Substrate specificity of bovine liver cytosolic neutral alpha-mannosidase activated by Co2+.

Abstract

A cytosolic neutral alpha-mannosidase was purified from bovine liver. Its molecular weight was found to be 500,000 on gel filtration. The activity of the enzyme toward Man alpha 1-6-(Man alpha 1-3)Man alpha 1-6(Man alpha 1-3)Man beta 1-4GlcNAc-PA was increased 26-fold by preincubation with 1 mM Co2+. Man alpha 1-6(Man alpha 1-3)Man alpha 1-6(Man alpha 1-3)Man beta 1-4GlcNAc was hydrolyzed by the enzyme to Man alpha 1-3Man alpha 1-6(Man alpha 1-3)Man beta 1-4GlcNAc, which was further hydrolyzed to Man alpha 1-6(Man alpha 1-3)Man beta 1-4GlcNAc. The rate of hydrolysis was 15-fold greater than that of Man alpha 1-6(Man alpha 1-3)Man alpha 1-6(Man alpha 1-3)Man beta 1-4GlcNAc beta 1-4GlcNAc.

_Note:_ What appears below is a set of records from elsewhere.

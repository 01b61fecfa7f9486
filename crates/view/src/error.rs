use thiserror::Error;

pub type Result<T> = std::result::Result<T, ViewError>;

/// Contract violations of the transformer. Stale selections and empty
/// views are not errors; they degrade into fallbacks.
#[derive(Error, Debug)]
pub enum ViewError {
    #[error("No classified graph loaded")]
    GraphNotLoaded,

    #[error("Transform request {ticket} superseded by request {current}")]
    Superseded { ticket: u64, current: u64 },

    #[error("Layout service failed: {0}")]
    Layout(String),

    #[error("Invalid transform options: {0}")]
    InvalidOptions(String),

    #[error("Malformed transform request: {0}")]
    MalformedRequest(#[from] serde_json::Error),
}

impl ViewError {
    pub fn layout(msg: impl Into<String>) -> Self {
        Self::Layout(msg.into())
    }

    pub fn invalid_options(msg: impl Into<String>) -> Self {
        Self::InvalidOptions(msg.into())
    }
}
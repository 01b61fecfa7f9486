use thiserror::Error;

/// Result type for model loading
pub type Result<T> = std::result::Result<T, ModelError>;

/// Errors that can occur while reading an architecture model or changeset
#[derive(Error, Debug)]
pub enum ModelError {
    /// IO error occurred
    #[error("IO error: {0}")]
    IoError(#[from] std::io::Error),

    /// The document is not valid JSON for the expected shape
    #[error("Invalid model document: {0}")]
    InvalidDocument(#[from] serde_json::Error),
}
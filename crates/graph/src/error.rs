use thiserror::Error;

pub type Result<T> = std::result::Result<T, GraphError>;

/// Contract violations. Data-quality problems in the model never surface here;
/// they are recorded in the graph metadata instead.
#[derive(Error, Debug)]
pub enum GraphError {
    #[error("Node not found: {0}")]
    NodeNotFound(String),

    #[error("Invalid configuration: {0}")]
    InvalidConfig(String),
}

impl GraphError {
    pub fn invalid_config(msg: impl Into<String>) -> Self {
        Self::InvalidConfig(msg.into())
    }
}
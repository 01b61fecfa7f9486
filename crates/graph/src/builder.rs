use crate::config::GraphBuilderConfig;
use crate::error::Result;
use crate::inference::{self, RelationKind};
use crate::types::*;
use crate::validate;
use archview_model::{ArchitectureModel, Element, Layer, LayerKind, Relationship};
use std::collections::{HashMap, HashSet};
use std::time::Instant;

/// API-operation properties naming the owning application service
const OWNER_KEYS: &[&str] = &[
    "service",
    "serviceId",
    "serviceRef",
    "applicationService",
    "applicationServiceRef",
    "x-service",
    "owner",
    "ownedBy",
    "implementedBy",
];
const REALIZES_KEYS: &[&str] = &[
    "realizes",
    "realizesBusinessService",
    "realizesService",
    "businessService",
];
const PARENT_KEYS: &[&str] = &[
    "parent",
    "parentId",
    "parentContainer",
    "container",
    "containerId",
    "partOf",
];
const CONTAINER_TYPE_KEYS: &[&str] = &["containerType", "c4Type"];
const ENVIRONMENT_KEYS: &[&str] = &["environment", "env", "deploymentEnvironment", "stage"];
const METHOD_KEYS: &[&str] = &["method", "httpMethod", "verb"];
const PATH_KEYS: &[&str] = &["path", "route", "endpoint", "url"];
const FORMAT_KEYS: &[&str] = &["dataFormat", "format", "contentType", "mediaType"];
const PROTOCOL_KEYS: &[&str] = &["protocol"];
const DIRECTION_KEYS: &[&str] = &["direction", "mode", "syncMode", "communication"];
const OPERATION_REF_KEYS: &[&str] = &["operation", "operationId", "operationRef", "apiOperation"];
const DESCRIPTION_KEYS: &[&str] = &["description", "label"];

/// Element-type fragments for business actors
const ACTOR_TYPE_FRAGMENTS: &[&str] = &[
    "actor",
    "external",
    "person",
    "customer",
    "partner",
    "stakeholder",
    "role",
    "user",
];

const CONFIDENCE_API: f32 = 0.9;
const CONFIDENCE_PER_EXTRA_OPERATION: f32 = 0.02;
const CONFIDENCE_REALIZES_ONLY: f32 = 0.6;
const CONFIDENCE_KEYWORD_BONUS: f32 = 0.05;

/// One layer picked for a builder stage, with its key in the model
type PickedLayer<'a> = Option<(&'a str, &'a Layer)>;

/// At most one layer per kind the builder consumes
#[derive(Default)]
struct LayerSet<'a> {
    application: PickedLayer<'a>,
    api: PickedLayer<'a>,
    technology: PickedLayer<'a>,
    business: PickedLayer<'a>,
    security: PickedLayer<'a>,
    datastore: PickedLayer<'a>,
}

impl<'a> LayerSet<'a> {
    fn elements(layer: PickedLayer<'a>) -> &'a [Element] {
        layer.map(|(_, l)| l.elements.as_slice()).unwrap_or_default()
    }

    fn relationships(layer: PickedLayer<'a>) -> &'a [Relationship] {
        layer
            .map(|(_, l)| l.relationships.as_slice())
            .unwrap_or_default()
    }

    fn key(layer: PickedLayer<'a>) -> &'a str {
        layer.map(|(k, _)| k).unwrap_or_default()
    }
}

/// Nodes under construction, keyed by id with later-wins replacement
#[derive(Default)]
struct NodeTable {
    nodes: Vec<Node>,
    positions: HashMap<String, usize>,
    duplicates: Vec<String>,
}

impl NodeTable {
    /// Insert, or replace and remember the overwritten id
    fn insert(&mut self, node: Node) {
        if let Some(&i) = self.positions.get(&node.id) {
            self.duplicates.push(node.id.clone());
            self.nodes[i] = node;
        } else {
            self.positions.insert(node.id.clone(), self.nodes.len());
            self.nodes.push(node);
        }
    }

    fn get(&self, id: &str) -> Option<&Node> {
        self.positions.get(id).map(|&i| &self.nodes[i])
    }

    fn contains(&self, id: &str) -> bool {
        self.positions.contains_key(id)
    }

    fn is_kind(&self, id: &str, kind: AbstractionKind) -> bool {
        self.get(id).is_some_and(|n| n.kind == kind)
    }
}

/// Edges under construction, keyed by id with later-wins replacement
#[derive(Default)]
struct EdgeTable {
    edges: Vec<Edge>,
    positions: HashMap<String, usize>,
}

impl EdgeTable {
    fn insert(&mut self, edge: Edge) {
        if let Some(&i) = self.positions.get(&edge.id) {
            self.edges[i] = edge;
        } else {
            self.positions.insert(edge.id.clone(), self.edges.len());
            self.edges.push(edge);
        }
    }
}

/// Classifies a layered architecture model into a C4 graph.
///
/// Building never fails on model content: missing layers, ambiguous
/// elements and broken references degrade into warnings and validation
/// entries on the resulting graph's metadata.
pub struct GraphBuilder {
    config: GraphBuilderConfig,
}

impl Default for GraphBuilder {
    fn default() -> Self {
        Self {
            config: GraphBuilderConfig::default(),
        }
    }
}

This substrate specificity suggested that the enzyme could be involved in the degradation of oligomannose-type sugar chains with one GlcNAc residue released from glycoproteins by endo-beta-N-acetylglucosaminidase, and supported a pathway for glycoprotein catabolism via oligomannosyl glycans with one GlcNAc residue proposed on the basis of an earlier study on a cytosolic neutral alpha-mannosidase from Japanese quail oviduct [Oku, H. and Hase, S. (1991) J. Biochem. 110, 982-989].